ALL THE THINGS…where is there stillness?
Depends on what you mean by stillness. Longing for rest is one thing—too many Saturdays working makes Sara a dull girl—but stillness is different from inactivity. Both are necessary at ties, but stillness comes when the focus is on God, not on the outcome. Whatever brilliant or important thing that we think is so important is secondary to that faithfulness. Stillness comes when our interior lives aren’t determined by our external circumstances. That’s not to say that our external circumstances don’t matter—you have only to spend some time with the photos from the Day Center exhibit currently in the parish hall to know that material and spiritual needs are linked. But ultimate reconciliation isn’t in having the biggest team for the Peace Walk or the coolest Children’s Play Garden. It’s in how we are listening for where God finds us in community. We are called to be faithful to God’s nudging toward hospitality and solidarity—not to focus on the task to the exclusion of the call.
I imagine that our contemporary striving for stillness and comfort is not so different from the experience of the earliest church. Their anxieties were different, but there was still anxiety. Today is the feast of the Ascension—the church’s time of marking the end of Jesus’ resurrection appearances to his disciples. The Gospel story is a bit fantastical—he is raised up into the clouds out of sight—and while I believe the experience of the disciples, I’m not sure of what to make of the literalness of it—science and whatnot—but what I DO really get is the sense of uncertainty and fear that the remaining community felt. Living in the midst of uncertainty is hard. Chaos is hard. Grieving—hard. One moment the disciples knew Jesus to be there, and then he was gone.
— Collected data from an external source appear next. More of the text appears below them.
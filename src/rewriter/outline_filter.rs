//! Moves inline `<style>` and `<script>` contents into published resources
//!
//! ```text
//! <style>b { color: red }</style>
//!   => <link rel="stylesheet" href="http://cdn/0f3a....css">
//! <script>go()</script>
//!   => <script src="http://cdn/91c2....js"></script>
//! ```
//!
//! Anything the filter does not fully understand (markup, comments or CDATA
//! inside the block, a block split by a flush, a non-default `type`) is left
//! exactly as written.

use std::sync::Arc;

use super::write_resource::write_all;
use crate::html::{ElementId, HtmlFilter, HtmlParse, QuoteStyle};
use crate::resource::{ContentType, ResourceStore};
use crate::utils::{TEXT_CSS, TEXT_JAVASCRIPT};

#[derive(Debug)]
enum OutlineState {
    Idle,
    Buffering { element: ElementId, text: String },
}

pub struct OutlineFilter {
    store: Arc<dyn ResourceStore>,
    outline_styles: bool,
    outline_scripts: bool,
    state: OutlineState,
}

impl OutlineFilter {
    pub fn new(store: Arc<dyn ResourceStore>, outline_styles: bool, outline_scripts: bool) -> Self {
        Self {
            store,
            outline_styles,
            outline_scripts,
            state: OutlineState::Idle,
        }
    }

    /// Abandon the current block because of unexpected content
    fn structural_error(&mut self, parse: &mut HtmlParse, message: String) {
        if matches!(self.state, OutlineState::Buffering { .. }) {
            parse.error_here(message);
            self.state = OutlineState::Idle;
        }
    }

    fn append(&mut self, content: &str) {
        if let OutlineState::Buffering { text, .. } = &mut self.state {
            text.push_str(content);
        }
    }

    fn outline(&self, parse: &mut HtmlParse, element: ElementId, content: &str) {
        if !parse.is_rewritable(element) {
            return;
        }

        let is_style = parse.element(element).tag() == "style";
        let (expected_type, content_type, kind) = if is_style {
            (TEXT_CSS, ContentType::Css, "style")
        } else {
            (TEXT_JAVASCRIPT, ContentType::Javascript, "script")
        };

        // Absent type means the default for the tag
        if let Some(declared) = parse.find_attribute(element, "type")
            && !declared.value.trim().eq_ignore_ascii_case(expected_type)
        {
            let description = if is_style {
                "non-css stylesheet"
            } else {
                "non-javascript script"
            };
            let tag = parse.element_to_string(element);
            parse.info_here(format!("Cannot outline {description} {tag}"));
            return;
        }

        let mut resource = self.store.create_output_resource(content_type);
        let written = write_all(resource.as_mut(), content.as_bytes());
        let url = match (&written, resource.url()) {
            (Ok(()), Some(url)) if resource.is_readable() => url.to_string(),
            _ => {
                if let Err(e) = &written {
                    log::debug!("Outlining {kind} failed: {e}");
                }
                parse.error_here(format!("Failed to write {kind} resource."));
                return;
            }
        };

        let replacement = if is_style {
            let link = parse.new_element("link");
            parse.add_attribute(link, "rel", "stylesheet", QuoteStyle::Double);
            parse.add_attribute(link, "href", url, QuoteStyle::Double);
            link
        } else {
            let script = parse.new_element("script");
            parse.add_attribute(script, "src", url, QuoteStyle::Double);
            script
        };
        let original_attributes = parse.element(element).attributes().to_vec();
        for attr in original_attributes {
            parse.add_attribute(replacement, attr.name, attr.value, attr.quote);
        }

        if parse.insert_element_before_element(element, replacement) && parse.delete_element(element) {
            log::debug!("Outlined {kind} in {}", parse.url());
        } else {
            parse.error_here(format!("Failed to replace {kind} element."));
        }
    }
}

impl HtmlFilter for OutlineFilter {
    fn name(&self) -> &'static str {
        "OutlineFilter"
    }

    fn start_document(&mut self, _parse: &mut HtmlParse) {
        self.state = OutlineState::Idle;
    }

    fn start_element(&mut self, parse: &mut HtmlParse, element: ElementId) {
        // No tags allowed inside style or script
        let tag = parse.element(element).tag().to_string();
        self.structural_error(parse, format!("Tag '{tag}' found inside style/script."));

        let outline = match tag.as_str() {
            "style" => self.outline_styles,
            // Scripts that already load from elsewhere stay as they are
            "script" => self.outline_scripts && parse.find_attribute(element, "src").is_none(),
            _ => false,
        };
        if outline {
            self.state = OutlineState::Buffering {
                element,
                text: String::new(),
            };
        }
    }

    fn end_element(&mut self, parse: &mut HtmlParse, element: ElementId) {
        match std::mem::replace(&mut self.state, OutlineState::Idle) {
            OutlineState::Idle => {}
            OutlineState::Buffering {
                element: buffered,
                text,
            } => {
                if buffered == element {
                    self.outline(parse, element, &text);
                } else {
                    let tag = parse.element(element).tag().to_string();
                    parse.error_here(format!("Tag '{tag}' found inside style/script."));
                }
            }
        }
    }

    fn characters(&mut self, _parse: &mut HtmlParse, text: &str) {
        self.append(text);
    }

    fn ignorable_whitespace(&mut self, _parse: &mut HtmlParse, whitespace: &str) {
        self.append(whitespace);
    }

    fn comment(&mut self, parse: &mut HtmlParse, _comment: &str) {
        self.structural_error(parse, "Comment found inside style/script.".to_string());
    }

    fn cdata(&mut self, parse: &mut HtmlParse, _cdata: &str) {
        self.structural_error(parse, "CDATA found inside style/script.".to_string());
    }

    fn ie_directive(&mut self, parse: &mut HtmlParse, _directive: &str) {
        self.structural_error(parse, "IE Directive found inside style/script.".to_string());
    }

    fn flush(&mut self, _parse: &mut HtmlParse) {
        // A block split by a flush cannot be outlined
        self.state = OutlineState::Idle;
    }
}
Liturgically/poetically/metaphorically in the church we observe the ten days between Ascension (today) and Pentecost (May 24) as the time between Jesus ending his resurrection appearances, returning to the heart of God, and sending the Holy Spirit. Those tongues of fire at the wild parties of Pentecost were the promise of God’s active working in our midst for all time, sent by Jesus in God our Creator. In this time between, the absence is the presence; it’s paradoxically in this dark time that the light is being born in our hearts. I’m in the middle of reading Cheryl Strayed’s book, Wild, in which she chronicles her hundreds of miles hike on the Pacific Coast Trail from southern California to Oregon. After her life falls apart, she is reassembled on the trail, the exhaustion and pain giving way to grace and transformation. She didn’t make peace with her mother’s death because she ate dehydrated food and walked alone for four months and her feet were covered in blisters. But it was still in the midst of that adversity and loneliness that the peace came, finding herself near the end emptied of everything but gratitude to have arrived (274). Absence was presence. Even unable to see God or know God, yet God is present. It’s the stillness in the whirlwind, the intimation of rest even in the midst of striving and action. Not because we’ve fixed or changed what’s outside ourselves, but because we’ve listened to our God who whispers.
Where is your soul? Where have you found a moment of peace?